Currently, I am going through a “dry” period of coming up with what to write about. Thankfully, a few folks have offered up suggestions on what to write. This weekend’s blog post is courtesy of a question from Ashlynn G. in Washington state. Ashlynn had read my earlier post on cultural appropriation and wanted to know how I approach others on that perspective when I encounter it with them.
This is a bit of a tough area for me. I am not the kind of person that goes around looking for other peoples’ approaches to blow up. I have never found approaching others over their approaches to Spirituality to be a comfortable topic. Even as a friendly discussion. I have my own way of going about my Spirituality and have never felt a need to judge someone else’s approach. There are those that I find distasteful from my own perspective, but I am also not in their shoes. To judge another’s approach beyond how it would or would not apply to myself…well, that’s just not me nor is it something that I feel is a necessary thing for me to do.

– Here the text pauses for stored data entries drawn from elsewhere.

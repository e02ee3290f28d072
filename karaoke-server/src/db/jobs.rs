//! Job record persistence
//!
//! State transitions that race between the HTTP handlers and the workers
//! (claim, cancel) are conditional updates on `state = 'pending'`, so each
//! succeeds for exactly one caller.

use chrono::{DateTime, Utc};
use karaoke_common::events::StemLocators;
use karaoke_common::Result;
use sqlx::sqlite::SqliteRow;
use sqlx::{Row, SqlitePool};
use std::path::PathBuf;
use uuid::Uuid;

use crate::models::{FailureClass, Job, JobFailure, JobState};

fn internal(context: &str, e: impl std::fmt::Display) -> karaoke_common::Error {
    karaoke_common::Error::Internal(format!("{}: {}", context, e))
}

fn parse_time(value: &str, column: &str) -> Result<DateTime<Utc>> {
    DateTime::parse_from_rfc3339(value)
        .map(|dt| dt.with_timezone(&Utc))
        .map_err(|e| internal(&format!("Failed to parse {}", column), e))
}

/// Insert or update a job record
pub async fn save_job(pool: &SqlitePool, job: &Job) -> Result<()> {
    let locators = job
        .locators
        .as_ref()
        .map(serde_json::to_string)
        .transpose()
        .map_err(|e| internal("Failed to serialize locators", e))?;
    let error_code = job.failure.as_ref().map(|f| f.code.clone());
    let failure_class = job.failure.as_ref().map(|f| f.class.as_str());

    sqlx::query(
        r#"
        INSERT INTO jobs (
            job_id, original_filename, filename, artifact_key, input_path,
            backend, state, error_code, failure_class, locators,
            created_at, started_at, finished_at
        ) VALUES (?, ?, ?, ?, ?, ?, ?, ?, ?, ?, ?, ?, ?)
        ON CONFLICT(job_id) DO UPDATE SET
            state = excluded.state,
            error_code = excluded.error_code,
            failure_class = excluded.failure_class,
            locators = excluded.locators,
            started_at = excluded.started_at,
            finished_at = excluded.finished_at
        "#,
    )
    .bind(job.job_id.to_string())
    .bind(&job.original_filename)
    .bind(&job.filename)
    .bind(&job.artifact_key)
    .bind(job.input_path.to_string_lossy().into_owned())
    .bind(&job.backend)
    .bind(job.state.as_str())
    .bind(error_code)
    .bind(failure_class)
    .bind(locators)
    .bind(job.created_at.to_rfc3339())
    .bind(job.started_at.map(|dt| dt.to_rfc3339()))
    .bind(job.finished_at.map(|dt| dt.to_rfc3339()))
    .execute(pool)
    .await?;

    Ok(())
}

/// Load a job record
pub async fn load_job(pool: &SqlitePool, job_id: Uuid) -> Result<Option<Job>> {
    let row = sqlx::query(
        r#"
        SELECT job_id, original_filename, filename, artifact_key, input_path,
               backend, state, error_code, failure_class, locators,
               created_at, started_at, finished_at
        FROM jobs
        WHERE job_id = ?
        "#,
    )
    .bind(job_id.to_string())
    .fetch_optional(pool)
    .await?;

    row.map(|row| job_from_row(&row)).transpose()
}

fn job_from_row(row: &SqliteRow) -> Result<Job> {
    let job_id: String = row.get("job_id");
    let job_id = Uuid::parse_str(&job_id).map_err(|e| internal("Failed to parse job_id", e))?;

    let state: String = row.get("state");
    let state: JobState = state.parse()?;

    let error_code: Option<String> = row.get("error_code");
    let failure_class: Option<String> = row.get("failure_class");
    let failure = match (error_code, failure_class) {
        (Some(code), Some(class)) => Some(JobFailure {
            code,
            class: class.parse::<FailureClass>()?,
        }),
        _ => None,
    };

    let locators: Option<String> = row.get("locators");
    let locators = locators
        .map(|s| serde_json::from_str::<StemLocators>(&s))
        .transpose()
        .map_err(|e| internal("Failed to deserialize locators", e))?;

    let created_at: String = row.get("created_at");
    let started_at: Option<String> = row.get("started_at");
    let finished_at: Option<String> = row.get("finished_at");
    let input_path: String = row.get("input_path");

    Ok(Job {
        job_id,
        original_filename: row.get("original_filename"),
        filename: row.get("filename"),
        artifact_key: row.get("artifact_key"),
        input_path: PathBuf::from(input_path),
        backend: row.get("backend"),
        state,
        failure,
        locators,
        created_at: parse_time(&created_at, "created_at")?,
        started_at: started_at
            .map(|s| parse_time(&s, "started_at"))
            .transpose()?,
        finished_at: finished_at
            .map(|s| parse_time(&s, "finished_at"))
            .transpose()?,
    })
}

/// Move a pending job to running
///
/// Returns `false` when the job was cancelled (or claimed) first.
pub async fn claim_pending(pool: &SqlitePool, job_id: Uuid, started_at: DateTime<Utc>) -> Result<bool> {
    let result = sqlx::query(
        "UPDATE jobs SET state = 'running', started_at = ? WHERE job_id = ? AND state = 'pending'",
    )
    .bind(started_at.to_rfc3339())
    .bind(job_id.to_string())
    .execute(pool)
    .await?;

    Ok(result.rows_affected() == 1)
}

/// Move a pending job to cancelled
///
/// Returns `false` when the job is no longer pending.
pub async fn cancel_pending(pool: &SqlitePool, job_id: Uuid, finished_at: DateTime<Utc>) -> Result<bool> {
    let result = sqlx::query(
        "UPDATE jobs SET state = 'cancelled', finished_at = ? WHERE job_id = ? AND state = 'pending'",
    )
    .bind(finished_at.to_rfc3339())
    .bind(job_id.to_string())
    .execute(pool)
    .await?;

    Ok(result.rows_affected() == 1)
}

/// Fail jobs a previous process left pending or running
///
/// Returns the number of jobs marked failed.
pub async fn fail_interrupted(pool: &SqlitePool, code: &str) -> Result<u64> {
    let result = sqlx::query(
        r#"
        UPDATE jobs
        SET state = 'failed', error_code = ?, failure_class = ?, locators = NULL, finished_at = ?
        WHERE state IN ('pending', 'running')
        "#,
    )
    .bind(code)
    .bind(FailureClass::Transient.as_str())
    .bind(Utc::now().to_rfc3339())
    .execute(pool)
    .await?;

    Ok(result.rows_affected())
}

Yes, I get the cultural appropriation charge leveled against me because I do have close relationships with two First Nations Gods. However, it has been made very apparent to me that I am not of “the People” (First Nations’ folk). That specific Path is not mine, as I was told. My Path and working with Crow and Coyote is different than that of “the People.” Pow-wows, sweat lodges, vision quests, and the such are not on my Path. I have never been invited to any such thing either. And to be honest, I am not sure I would accept if I were invited. The perspective of a Shaman would never apply to me. I work with Crow and Coyote because They called to me. I can’t control that. But I can ensure that I am not trampling into areas I should not tread.
The same holds true when being provided a description of someone else’s Path. What Gods that they work with is not for me to denigrate. Even the rituals, spell work, and the such is really none of my business. My place is not to be the judge of how others conduct themselves on their Path. I do not know what agreements, contracts, and what-not they have bargained with their Gods. Nor do I need to be privy to that either. My footfalls are the steps that I can control. Those are the steps that I need to concentrate on.

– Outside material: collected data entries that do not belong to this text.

//! Server-Sent Events (SSE) utilities
//!
//! Turns EventBus subscriptions into SSE responses with periodic heartbeats.

use crate::events::{EventBus, KaraokeEvent};
use axum::response::sse::{Event, KeepAlive, Sse};
use futures::stream::Stream;
use std::convert::Infallible;
use std::time::Duration;
use tokio::sync::broadcast::error::RecvError;
use tracing::{debug, info, warn};

/// Heartbeat interval for all SSE streams
pub const HEARTBEAT_INTERVAL: Duration = Duration::from_secs(15);

/// Convert an event into an SSE frame, `None` if it cannot be serialized
pub fn to_sse_event(event: &KaraokeEvent) -> Option<Event> {
    match serde_json::to_string(event) {
        Ok(json) => Some(Event::default().event(event.event_type()).data(json)),
        Err(e) => {
            warn!("SSE: Failed to serialize event {}: {}", event.event_type(), e);
            None
        }
    }
}

/// SSE stream forwarding every event on the bus that passes `filter`
///
/// Sends a `ConnectionStatus` frame first. Lagging clients skip the dropped
/// events and keep streaming; the stream ends when the bus is closed.
pub fn create_event_sse_stream<F>(
    service_name: &'static str,
    event_bus: &EventBus,
    filter: F,
) -> Sse<impl Stream<Item = Result<Event, Infallible>>>
where
    F: Fn(&KaraokeEvent) -> bool + Send + 'static,
{
    info!("New SSE client connected to {} events", service_name);
    let mut rx = event_bus.subscribe();

    let stream = async_stream::stream! {
        yield Ok(Event::default()
            .event("ConnectionStatus")
            .data("connected"));

        loop {
            match rx.recv().await {
                Ok(event) => {
                    if !filter(&event) {
                        continue;
                    }
                    if let Some(frame) = to_sse_event(&event) {
                        debug!("SSE: Broadcasting {} event: {}", service_name, event.event_type());
                        yield Ok(frame);
                    }
                }
                Err(RecvError::Lagged(skipped)) => {
                    warn!("SSE: {} client lagged, skipped {} events", service_name, skipped);
                }
                Err(RecvError::Closed) => {
                    info!("SSE: {} event bus closed", service_name);
                    break;
                }
            }
        }
    };

    Sse::new(stream).keep_alive(
        KeepAlive::new()
            .interval(HEARTBEAT_INTERVAL)
            .text("heartbeat"),
    )
}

Occasionally, I will run across Pagan folks that feel it is their duty to battle Christians over perspectives, actions, and what-not. Way back when I was a far more zealous Pagan, I would wade into these “battles” on Bulletin Board Systems (BBSs – and yes I am dating my fifty-five-year-old self here) for prolonged ‘warfare”. Looking back, I must ask myself a few questions. What did it accomplish? What image did it portray to those not involved in the “discussion”? What did I really intend to have occur? The answers are simple, and not very pleasant to my ears. These accomplished nothing. Essentially, to others, I came off as a very angry, preachy Pagan. Unfortunately, my desire was to try and get folks on the other side to admit to the hypocrisy that I saw in their beliefs.

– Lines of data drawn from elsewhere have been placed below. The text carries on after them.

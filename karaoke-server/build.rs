//! Stamps the binary with where and when it was built
//!
//! `GIT_HASH` is the short commit, suffixed `-dirty` when the work tree has
//! uncommitted changes; `BUILD_TIMESTAMP` is UTC; `BUILD_PROFILE` is cargo's
//! profile name. All three are logged once at startup.

use std::process::Command;

fn git(args: &[&str]) -> Option<String> {
    let output = Command::new("git").args(args).output().ok()?;
    if !output.status.success() {
        return None;
    }
    String::from_utf8(output.stdout)
        .ok()
        .map(|s| s.trim().to_string())
}

fn main() {
    let git_hash = match git(&["rev-parse", "--short=8", "HEAD"]) {
        Some(hash) => {
            let dirty = git(&["status", "--porcelain", "--untracked-files=no"])
                .is_some_and(|status| !status.is_empty());
            if dirty {
                format!("{}-dirty", hash)
            } else {
                hash
            }
        }
        None => "unknown".to_string(),
    };

    let build_timestamp = chrono::Utc::now().to_rfc3339_opts(chrono::SecondsFormat::Secs, true);
    let profile = std::env::var("PROFILE").unwrap_or_else(|_| "unknown".to_string());

    println!("cargo:rustc-env=GIT_HASH={}", git_hash);
    println!("cargo:rustc-env=BUILD_TIMESTAMP={}", build_timestamp);
    println!("cargo:rustc-env=BUILD_PROFILE={}", profile);

    // Re-stamp on commits, staging and source edits rather than on every build
    for path in ["HEAD", "index"] {
        if let Some(git_path) = git(&["rev-parse", "--git-path", path]) {
            println!("cargo:rerun-if-changed={}", git_path);
        }
    }
    println!("cargo:rerun-if-changed=src");
    println!("cargo:rerun-if-changed=build.rs");
}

Much of where I am now on stuff like this comes down to boundaries. Boundaries that I have set myself – for myself. Words do not have to be answered with zealotry and misplaced passion. Words need only be answered with truth and answered only once. Prolonged and protracted arguments will do nothing to establish “right” or “wrong”. Plus, words are only words. When someone takes those words a further step with action – things change a bit. Answering the actions of zealotry requires action in return. Hurt those I love and care about, and that crosses another boundary I have set. I am not an individual of violent reaction. I prefer discussion over fists and weapons. I prefer common ground over battlefields. But my preference can sometimes not be the vanguard of the day.
Hypothetically, how would I approach someone whose personal practice is crossing into the territory of cultural appropriation, blatant or otherwise? Well, as I said before, discussion is my preference to any approach. I would prefer to be as courteous as I could, not come in with guns blazing. The reason is extremely simple. I have no idea why they are doing things the way that they are. I don’t know the bargains that they have made. My assumption may be false, and I am assuming. Even with people I have known forever. My preference is to tread lightly just in case I am wrong. If they don’t listen? Well, in that case, I have done what I can. Forcing people to see a potential error in their ways brings me back to those protracted “discussions” on the BBSs. Arguing for the sake of making noise, essentially. I am no longer that Pagan. Thirty-plus years has softened my approach to such things. Besides, I would prefer to let the Gods and karma do that work. Both are far better at it than I could ever imagine I could be.
So, Ashlynn, I hope this answers your question in a way that is helpful and informative. There are others that will disagree with my approach, and prefer the guns blazin’ approach. I understand how they get there. I was there once myself. This; however, is the way that I believe would be best…if I was to approach someone over such things. As I said, the Gods and karma are far better at responding to such things that I could ever be.